[Records shown — start]

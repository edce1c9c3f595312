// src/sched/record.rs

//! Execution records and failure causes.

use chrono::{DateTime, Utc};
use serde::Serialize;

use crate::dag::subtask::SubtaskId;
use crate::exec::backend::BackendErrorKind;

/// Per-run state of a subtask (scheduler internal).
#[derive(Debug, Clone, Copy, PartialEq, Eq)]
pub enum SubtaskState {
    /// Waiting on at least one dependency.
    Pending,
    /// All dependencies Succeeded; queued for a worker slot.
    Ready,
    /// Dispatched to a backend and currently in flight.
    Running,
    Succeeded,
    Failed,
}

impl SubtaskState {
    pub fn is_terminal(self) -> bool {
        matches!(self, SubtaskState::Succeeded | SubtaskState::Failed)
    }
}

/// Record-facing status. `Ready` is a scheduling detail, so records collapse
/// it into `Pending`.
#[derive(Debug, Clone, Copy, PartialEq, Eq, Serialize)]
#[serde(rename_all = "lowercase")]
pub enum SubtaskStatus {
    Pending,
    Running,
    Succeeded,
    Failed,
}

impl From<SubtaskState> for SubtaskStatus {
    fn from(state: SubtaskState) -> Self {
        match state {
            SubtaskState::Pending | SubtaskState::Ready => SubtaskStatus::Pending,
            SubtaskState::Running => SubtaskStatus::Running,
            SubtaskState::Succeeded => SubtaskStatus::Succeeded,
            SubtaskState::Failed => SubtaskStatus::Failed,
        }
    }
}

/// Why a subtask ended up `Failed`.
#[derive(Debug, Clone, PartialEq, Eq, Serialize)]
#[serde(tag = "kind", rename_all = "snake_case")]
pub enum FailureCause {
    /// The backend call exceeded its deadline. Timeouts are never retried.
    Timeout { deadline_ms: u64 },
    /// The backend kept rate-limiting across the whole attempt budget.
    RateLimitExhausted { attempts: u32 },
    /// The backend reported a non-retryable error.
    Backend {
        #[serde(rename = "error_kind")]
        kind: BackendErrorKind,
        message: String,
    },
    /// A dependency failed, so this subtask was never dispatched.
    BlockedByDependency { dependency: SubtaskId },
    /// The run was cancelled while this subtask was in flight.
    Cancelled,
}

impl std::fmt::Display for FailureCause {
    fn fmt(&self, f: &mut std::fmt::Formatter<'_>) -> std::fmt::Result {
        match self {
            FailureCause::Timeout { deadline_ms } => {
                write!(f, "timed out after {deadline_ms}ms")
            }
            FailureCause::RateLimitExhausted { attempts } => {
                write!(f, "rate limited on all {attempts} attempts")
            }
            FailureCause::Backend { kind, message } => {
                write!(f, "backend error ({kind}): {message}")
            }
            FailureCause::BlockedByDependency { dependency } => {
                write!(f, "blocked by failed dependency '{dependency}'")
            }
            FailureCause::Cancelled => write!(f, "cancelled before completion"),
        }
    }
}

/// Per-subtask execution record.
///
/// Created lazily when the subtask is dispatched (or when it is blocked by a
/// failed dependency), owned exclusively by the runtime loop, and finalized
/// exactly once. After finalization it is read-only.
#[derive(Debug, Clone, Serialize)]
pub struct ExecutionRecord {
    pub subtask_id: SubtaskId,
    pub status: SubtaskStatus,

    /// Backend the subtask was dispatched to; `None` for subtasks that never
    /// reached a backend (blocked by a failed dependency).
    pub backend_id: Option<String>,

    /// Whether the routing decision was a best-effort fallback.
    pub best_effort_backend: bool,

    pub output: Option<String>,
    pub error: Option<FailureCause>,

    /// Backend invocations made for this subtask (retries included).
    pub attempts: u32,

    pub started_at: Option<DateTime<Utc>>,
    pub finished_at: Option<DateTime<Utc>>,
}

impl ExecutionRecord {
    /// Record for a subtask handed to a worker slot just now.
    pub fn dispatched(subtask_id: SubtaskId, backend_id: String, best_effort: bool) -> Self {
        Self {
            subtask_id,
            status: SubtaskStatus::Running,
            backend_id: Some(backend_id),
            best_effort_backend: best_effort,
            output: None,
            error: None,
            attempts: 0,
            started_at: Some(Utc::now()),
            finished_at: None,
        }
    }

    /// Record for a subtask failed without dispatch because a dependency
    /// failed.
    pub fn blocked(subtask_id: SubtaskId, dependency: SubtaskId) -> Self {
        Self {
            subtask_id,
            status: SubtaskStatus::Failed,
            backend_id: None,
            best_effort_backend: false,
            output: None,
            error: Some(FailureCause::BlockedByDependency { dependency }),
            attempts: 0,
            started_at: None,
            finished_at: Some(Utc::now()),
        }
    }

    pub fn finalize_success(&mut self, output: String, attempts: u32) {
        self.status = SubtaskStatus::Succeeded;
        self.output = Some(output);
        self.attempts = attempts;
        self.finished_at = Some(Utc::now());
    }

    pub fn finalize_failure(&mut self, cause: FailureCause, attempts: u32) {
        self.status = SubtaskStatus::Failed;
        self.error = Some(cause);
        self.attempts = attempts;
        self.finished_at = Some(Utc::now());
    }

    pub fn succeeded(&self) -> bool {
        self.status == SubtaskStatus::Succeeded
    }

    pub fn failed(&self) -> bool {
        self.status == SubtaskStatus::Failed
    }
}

[Records shown — finish]

§ Task objective: Check each line above for the string "worker" and show the ones that have it.

§ Exercise response:
    /// All dependencies Succeeded; queued for a worker slot.
    /// Record for a subtask handed to a worker slot just now.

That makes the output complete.